MOSUL/BAGHDAD:Iraqi troops launch a fresh push against areas held by Daesh terrorists around Mosul as special forces join the offensive to retake the Takfiri group's last major stronghold in Iraq.
Government troops advanced on the town of Bartallah, located less than 20 kilometers east of Mosul, on Thursday after capturing a string of villages nearby.
Prime Minister Haider al-Abadi said Iraqi forces were pushing towards Mosul more quickly "than we thought and more quickly than planned."
Abadi made the remarks in a video conference address to an international meeting held in Paris on Thursday.
The prime minister noted that Daesh is a destructive ideology and a threat to the region and the rest of the world.
"Our war today in Mosul is an Iraqi war conducted by Iraqis for Iraqis and for the defense of Iraq's territory," he said. "Full Iraqi unity is shining through and more than ever showing the unity to vanquish terrorism."
Abadi also said he would not tolerate any human rights violations on the battlefield and that local officials were prepared to protect and help the displaced people.
Iraq's Joint Operations Command said troops had established control over the villages of Bajwaniyah, Bajwaniyah al-Thalatha, Daraj, Bakr al-Oula, Bakr al-Thani, al-Mankoubah and al-Raflah and raised the national flag over buildings.
At dawn Thursday, militias assisting the Iraqi army closed in on villages near Bashiqa where the presence of Turkish troops has sparked a bitter dispute between the two countries.
Field commanders said the "large-scale operation," launched at 6:00 am (0300 GMT) north and northeast of Mosul, was aimed at clearing nearby villages and securing control of strategic areas to further restrict Daesh movements.
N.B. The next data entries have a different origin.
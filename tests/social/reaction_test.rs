use axum::http::StatusCode;
use serde_json::{json, Value};

use three_dimensions::modules::reaction::crud::ReactionCrud;
use three_dimensions::modules::reaction::{ReactionKind, ReactionTarget};

use crate::common::TestContext;

async fn react(ctx: &TestContext, token: &str, body: Value) -> Value {
    ctx.server
        .post("/reactions")
        .authorization_bearer(token)
        .json(&body)
        .await
        .json()
}

#[tokio::test]
async fn second_reaction_replaces_first_without_double_counting() {
    let ctx = TestContext::new().await;
    let alice = ctx.user_token("alice").await;
    let blog = ctx.create_blog(&alice, "React to me").await;

    let first = react(&ctx, &alice, json!({ "kind": "like", "blog_id": blog })).await;
    assert_eq!(first["data"]["created"], true);

    let second = react(&ctx, &alice, json!({ "kind": "love", "blog_id": blog })).await;
    assert_eq!(second["data"]["created"], false);
    assert_eq!(second["data"]["reaction"]["kind"], "love");

    let rows: (i64,) = sqlx::query_as("SELECT COUNT(*) FROM reactions WHERE blog_id = ?")
        .bind(blog)
        .fetch_one(&ctx.db)
        .await
        .unwrap();
    assert_eq!(rows.0, 1);

    let summary: Value = ctx
        .server
        .get(&format!("/reactions/blogs/{}", blog))
        .authorization_bearer(&alice)
        .await
        .json();
    assert_eq!(summary["data"]["total"], 1);
    assert_eq!(summary["data"]["reactions"]["love"], 1);
    assert_eq!(summary["data"]["reactions"]["like"], 0);

    let blog_view: Value = ctx
        .server
        .get(&format!("/blogs/{}", blog))
        .authorization_bearer(&alice)
        .await
        .json();
    assert_eq!(blog_view["data"]["reacts_count"], 1);
}

#[tokio::test]
async fn reactions_from_different_users_accumulate() {
    let ctx = TestContext::new().await;
    let alice = ctx.user_token("alice").await;
    let bob = ctx.user_token("bob").await;
    let blog = ctx.create_blog(&alice, "Popular").await;

    react(&ctx, &alice, json!({ "kind": "wow", "blog_id": blog })).await;
    react(&ctx, &bob, json!({ "kind": "wow", "blog_id": blog })).await;

    let summary: Value = ctx
        .server
        .get(&format!("/reactions/blogs/{}", blog))
        .authorization_bearer(&bob)
        .await
        .json();
    assert_eq!(summary["data"]["reactions"]["wow"], 2);
    assert_eq!(summary["data"]["total"], 2);
}

#[tokio::test]
async fn comment_reactions_are_counted_on_the_comment() {
    let ctx = TestContext::new().await;
    let alice = ctx.user_token("alice").await;
    let blog = ctx.create_blog(&alice, "Topic").await;
    let created: Value = ctx
        .server
        .post("/comments")
        .authorization_bearer(&alice)
        .json(&json!({ "blog_id": blog, "content": "first" }))
        .await
        .json();
    let comment = created["data"]["id"].as_i64().unwrap();

    let body = react(&ctx, &alice, json!({ "kind": "laugh", "comment_id": comment })).await;
    assert_eq!(body["status"], "success");

    let view: Value = ctx
        .server
        .get(&format!("/comments/{}", comment))
        .authorization_bearer(&alice)
        .await
        .json();
    assert_eq!(view["data"]["reacts_count"], 1);
    assert_eq!(view["data"]["reactions"]["laugh"], 1);
}

#[tokio::test]
async fn invalid_kind_returns_bad_request() {
    let ctx = TestContext::new().await;
    let alice = ctx.user_token("alice").await;
    let blog = ctx.create_blog(&alice, "Topic").await;

    ctx.server
        .post("/reactions")
        .authorization_bearer(&alice)
        .json(&json!({ "kind": "meh", "blog_id": blog }))
        .await
        .assert_status(StatusCode::BAD_REQUEST);
}

#[tokio::test]
async fn exactly_one_target_is_required() {
    let ctx = TestContext::new().await;
    let alice = ctx.user_token("alice").await;

    ctx.server
        .post("/reactions")
        .authorization_bearer(&alice)
        .json(&json!({ "kind": "like", "blog_id": 1, "comment_id": 1 }))
        .await
        .assert_status(StatusCode::BAD_REQUEST);
    ctx.server
        .post("/reactions")
        .authorization_bearer(&alice)
        .json(&json!({ "kind": "like" }))
        .await
        .assert_status(StatusCode::BAD_REQUEST);
}

#[tokio::test]
async fn reacting_to_missing_blog_is_soft_failure() {
    let ctx = TestContext::new().await;
    let alice = ctx.user_token("alice").await;

    let body = react(&ctx, &alice, json!({ "kind": "like", "blog_id": 404 })).await;

    assert_eq!(body["status"], "failure");
    assert_eq!(body["message"], "blog not found");
}

#[tokio::test]
async fn removing_reaction_decrements_counter() {
    let ctx = TestContext::new().await;
    let alice = ctx.user_token("alice").await;
    let blog = ctx.create_blog(&alice, "Topic").await;
    let body = react(&ctx, &alice, json!({ "kind": "sad", "blog_id": blog })).await;
    let id = body["data"]["reaction"]["id"].as_i64().unwrap();

    let removed: Value = ctx
        .server
        .delete(&format!("/reactions/{}", id))
        .authorization_bearer(&alice)
        .await
        .json();
    assert_eq!(removed["status"], "success");

    let view: Value = ctx
        .server
        .get(&format!("/blogs/{}", blog))
        .authorization_bearer(&alice)
        .await
        .json();
    assert_eq!(view["data"]["reacts_count"], 0);
}

#[tokio::test]
async fn concurrent_re_reacts_all_succeed_and_count_once() {
    let ctx = TestContext::on_disk().await;
    let registered = ctx.register("alice").await;
    let user_id = registered["data"]["id"].as_i64().unwrap();
    let alice = ctx.login("alice").await;
    let blog = ctx.create_blog(&alice, "Busy post").await;

    let mut reacts = tokio::task::JoinSet::new();
    for kind in ReactionKind::ALL.into_iter().chain(ReactionKind::ALL) {
        let crud = ReactionCrud::new(ctx.db.clone());
        reacts.spawn(async move { crud.upsert(user_id, ReactionTarget::Blog(blog), kind).await });
    }

    let mut created = 0;
    while let Some(outcome) = reacts.join_next().await {
        let (_, was_created) = outcome.unwrap().unwrap().expect("blog exists");
        if was_created {
            created += 1;
        }
    }
    assert_eq!(created, 1);

    let (rows, count): (i64, i64) = sqlx::query_as(
        "SELECT (SELECT COUNT(*) FROM reactions WHERE blog_id = b.id), b.reacts_count FROM blogs b WHERE b.id = ?",
    )
    .bind(blog)
    .fetch_one(&ctx.db)
    .await
    .unwrap();
    assert_eq!(rows, 1);
    assert_eq!(count, 1);

    ctx.remove_database_file().await;
}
US-made Daesh drone downed
Two drones flown by Daesh above the battlefield were brought down. The French news agency AFP said its reporter identified one of the downed drones as the Raven RQ-11B developed for the US military.
The US has deployed special forces to the theater as part of a 5,000-strong contingent in Iraq, saying they were assisting in the effort to dislodge Daesh from Mosul.
On Tuesday, the Syrian government accused the United States of allowing Takfiri terrorists to flee Mosul to Syria.
Iraqi forces launched their much-awaited offensive against Mosul on Monday, seeking to recapture the northern metropolis which has been held by Daesh since June 2014.
A high-ranking Iraqi general called upon Daesh terrorists to admit defeat and renounce violence amid reports that the Takfiri group was arbitrarily executing Mosul residents on suspicion of collaboration with the government.
Lieutenant General Talib Shaghati, commander of Iraq's Joint Operations Command, said the plan to retake the city "was going beyond expectations."
"Our forces are advancing and have surrounded the city. The liberation of Mosul will be swift," he told reporters on Wednesday.
“From this place, I appeal to all terrorists of Daesh to lay down weapons in order not to risk their lives so they can return to their families and cities,” he added. Shaghati said as many as 6,000 Daesh terrorists were inside the city.
Daesh leaders, their wives flee Mosul
Iraq’s Arabic-language al-Sumaria television said Daesh has evacuated scores of the wives of senior commanders of the group from Mosul to militant-held cities in Syria, including Raqqah.
The report said they had been evacuated on the order of Daesh leader Abu Bakr al-Baghdadi to avoid capture by security forces or rebellious residents in Mosul.
Speculation about the whereabouts of Baghdadi is also rife, with former Iraqi foreign ministry Hoshiyar Zebari saying he was still in Mosul.
Commander of Federal Police Forces, Lieutenant General Raed Shaker Jawdat, said Iraqi security forces have cleansed 352 square kilometers of Daesh terrorists ever since the Mosul operation began on October 17.